This section is from the book "Interior Decoration: Its Principles And Practice", by Frank Alvah Parsons. Also available from Amazon: Interior Decoration: Its Principles and Practice.
THE period of Louis XIV, Le Grand Monarque, from 1643 to 1715, is not only the longest reign of any European monarch, but also by far the most important of any French king. The high tide of this period marks the epoch of absolute monarchy in France, and also of the crystallization of a national form of expression in all fields. This not only greatly influenced the subsequent French styles, but has been the source of inspiration in other national period forms.
Certain clearly defined conditions existed when Louis XIV assumed the reins of government, contributing each in its way to the climax reached during his reign.
First. France had organized and partially developed a political policy whose tendency was the extension of national domain and the promotion of international relationships. This gave an impetus to French thought, while association and contact with other lands and other forms of life affected the general consciousness.

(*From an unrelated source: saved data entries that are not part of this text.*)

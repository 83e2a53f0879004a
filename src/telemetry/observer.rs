use std::panic::{self, AssertUnwindSafe};
use std::sync::{Arc, Mutex, PoisonError, RwLock};

use tokio::sync::mpsc;
use tokio::sync::mpsc::error::TrySendError;
use tracing::{debug, warn};

use super::sample::Sample;
use super::stats::LinkStats;
use super::store::TelemetryStore;

/// A consumer pushed the live store after every accepted sample.
///
/// Runs on the listener task: keep it short. Anything slow belongs behind
/// [`ObserverRegistry::subscribe`] instead.
pub trait Observer: Send + Sync {
    fn update(&self, store: &TelemetryStore);
}

impl<F> Observer for F
where
    F: Fn(&TelemetryStore) + Send + Sync,
{
    fn update(&self, store: &TelemetryStore) {
        self(store)
    }
}

/// Event delivered to queue-based subscribers.
#[derive(Debug, Clone, PartialEq)]
pub struct SampleEvent {
    /// Position of the sample in the session, starting at 1.
    pub sequence: u64,
    pub sample: Arc<Sample>,
}

/// Receiving half of a bounded per-subscriber queue.
#[derive(Debug)]
pub struct Subscription {
    rx: mpsc::Receiver<SampleEvent>,
}

impl Subscription {
    pub async fn recv(&mut self) -> Option<SampleEvent> {
        self.rx.recv().await
    }

    pub fn try_recv(&mut self) -> Option<SampleEvent> {
        self.rx.try_recv().ok()
    }
}

/// Ordered fan-out: synchronous observers first, in registration order,
/// then the subscriber queues.
pub struct ObserverRegistry {
    observers: RwLock<Vec<Arc<dyn Observer>>>,
    subscribers: Mutex<Vec<mpsc::Sender<SampleEvent>>>,
    subscriber_capacity: usize,
}

impl ObserverRegistry {
    pub fn new(subscriber_capacity: usize) -> Self {
        Self {
            observers: RwLock::new(Vec::new()),
            subscribers: Mutex::new(Vec::new()),
            subscriber_capacity: subscriber_capacity.max(1),
        }
    }

    /// Append observers. Duplicates are kept and each copy is notified.
    pub fn register<I>(&self, observers: I)
    where
        I: IntoIterator<Item = Arc<dyn Observer>>,
    {
        let mut list = self.observers.write().unwrap_or_else(PoisonError::into_inner);
        list.extend(observers);
    }

    pub fn register_one(&self, observer: Arc<dyn Observer>) {
        self.register(std::iter::once(observer));
    }

    pub fn subscribe(&self) -> Subscription {
        let (tx, rx) = mpsc::channel(self.subscriber_capacity);
        self.subscribers
            .lock()
            .unwrap_or_else(PoisonError::into_inner)
            .push(tx);
        Subscription { rx }
    }

    pub fn observer_count(&self) -> usize {
        self.observers.read().unwrap_or_else(PoisonError::into_inner).len()
    }

    pub fn subscriber_count(&self) -> usize {
        self.subscribers.lock().unwrap_or_else(PoisonError::into_inner).len()
    }

    /// Invoke every observer with the store, which already contains `event`.
    pub fn notify(&self, store: &TelemetryStore, event: &SampleEvent, stats: &LinkStats) {
        // Clone the list so registration from another thread never waits on a slow observer.
        let observers: Vec<Arc<dyn Observer>> = self
            .observers
            .read()
            .unwrap_or_else(PoisonError::into_inner)
            .clone();

        for (index, observer) in observers.iter().enumerate() {
            let outcome = panic::catch_unwind(AssertUnwindSafe(|| observer.update(store)));
            if outcome.is_err() {
                stats.record_observer_panic();
                warn!(observer = index, sequence = event.sequence, "observer panicked, continuing");
            }
        }

        self.publish(event, stats);
    }

    fn publish(&self, event: &SampleEvent, stats: &LinkStats) {
        let mut subscribers = self.subscribers.lock().unwrap_or_else(PoisonError::into_inner);
        subscribers.retain(|tx| match tx.try_send(event.clone()) {
            Ok(()) => true,
            Err(TrySendError::Full(_)) => {
                stats.record_lagged();
                debug!(sequence = event.sequence, "subscriber queue full, event dropped");
                true
            }
            Err(TrySendError::Closed(_)) => {
                debug!("subscriber closed, removing");
                false
            }
        });
    }
}

impl Default for ObserverRegistry {
    fn default() -> Self {
        Self::new(64)
    }
}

Second. There had been established through the untiring efforts of Richelieu, Mazarin, and their collaborators a respect for arts and letters, science and commerce, which touched the remotest parts of the kingdom, and gradually admiration for the arts became the fashion, developing almost to a mania, particularly among the upper classes and the court.
Third. Conscious effort appears to have been divorced from religious idealism and concentrated on social evolution, which became the dominating impulse of the rapidly developing nation.
Fourth. The early isolation of the court at Versailles and the gradual magnetic influence it exerted over the beauty, talent and money of the realm, hastened the development of forms of social etiquette, ceremonial observance and pageantry which established the social criteria for the world at large.
Fifth. Through the Edict of Nantes, France was flooded by hordes of Flemish and Dutch Huguenots who were artists and craftsmen, working in all materials, ready to do the bidding of any court personage whose whim and resources permitted creation in any field. This variety of craftsmen, the excellence of their work, and the wealth of material at their command aided no little the growth and maturity of this entirely new French period art expression.
Sixth. It must be remembered that Francis I established an entirely different social domestic ideal. It has been said before that the art of France is an art preeminently for women. In no periods is this so clearly felt as in the periods of Louis XIV, Louis XV and Louis XVI. While in scale, in colour and design much of the period of Louis XIV is masculine in its feeling, the style itself and the variety of its forms is no doubt very largely influenced by the female favourites of the monarch.
During the ascendancy of Madame de Montespan the period reaches its highest form of development. The qualities of the woman - her indomitable will, her love of show, her vanity and pride, with the refinement and culture which she undoubtedly possessed - are all clearly seen in every object supplied the court during the years of her most absolute sway, not alone over Louis himself, but over all those who through her influence expected and received favours. La Valliere, with less force, therefore less power, made far less impress than did de Montespan; while Madame de Maintenon, whose life was given to service and to the outward regeneration of the court, has left an indelible impression of heaviness, formality, lack of grace and an entire absence of the playful charm which the High period expresses in so notable a degree.
The important fact to be retained is that the art of Louis XIV is dominated by female influence, and that this influence, increasing, finds its climax of perfection in the following reign, when Louis XV expresses it most completely.
There is still another condition which has no little bearing on the remarkable crystallization of the style of Louis XIV. This is the period of absolutism in which the monarch declared himself the church and the state. All impulses bent to the one, the aggrandizement of self and the promulgation in no uncertain terms of the absolute monarchical ideal. This in no little measure is the reason for the gradual disappearance of the influences of the Italian Renaissance, the Saracenic invasion, which came through Spain, and of the Teutonic motif. It resulted in the ultimate crystallization of a united French form of expression.
Perhaps an examination into the effects of these influences will serve to establish a mental connection which will give the period of Louis XIV a place in the decorative idea.
First of all, this new concentrated social ideal developed the most magnificent and ornate display of modern times. The wealth of material, its luxurious combinations and its military effects, have been the admiration of the unthinking from that day to this. Again, the whole palace"aTVersailles, with its walls, its ceilings, its accessory objects, formed a vast stage setting for the most extravagant pageants in court life that history records. The thought of the palaces as a suitable background against which to show furniture or people was furthest from the Louis XIV idea. The palace produced a scenic effect into which the most gorgeous costumes, the most subtle, and still pretentious, manners and customs, the most ornate and unrelated forms, were constantly to be seen moving to and fro. Consequently the result must be overdone, heavy, mixed and whimsical, so far as its applications to real life are concerned.
To be sure, there was good and bad in the materials used, in the designs prepared, in the technique of the work done and in the caprices that inspired it. But the aggregate of these things produced a mixed effect beyond ordinary comprehension, and too involved to be a part of anything except the most luxurious, richest and most presuming of all possible interior expression. Even then it must be readapted, refined and worked out by the most artistic hands in order to make it appear as anything else than a grand ballroom or hotel dining-room when seen as a full blaze of glory.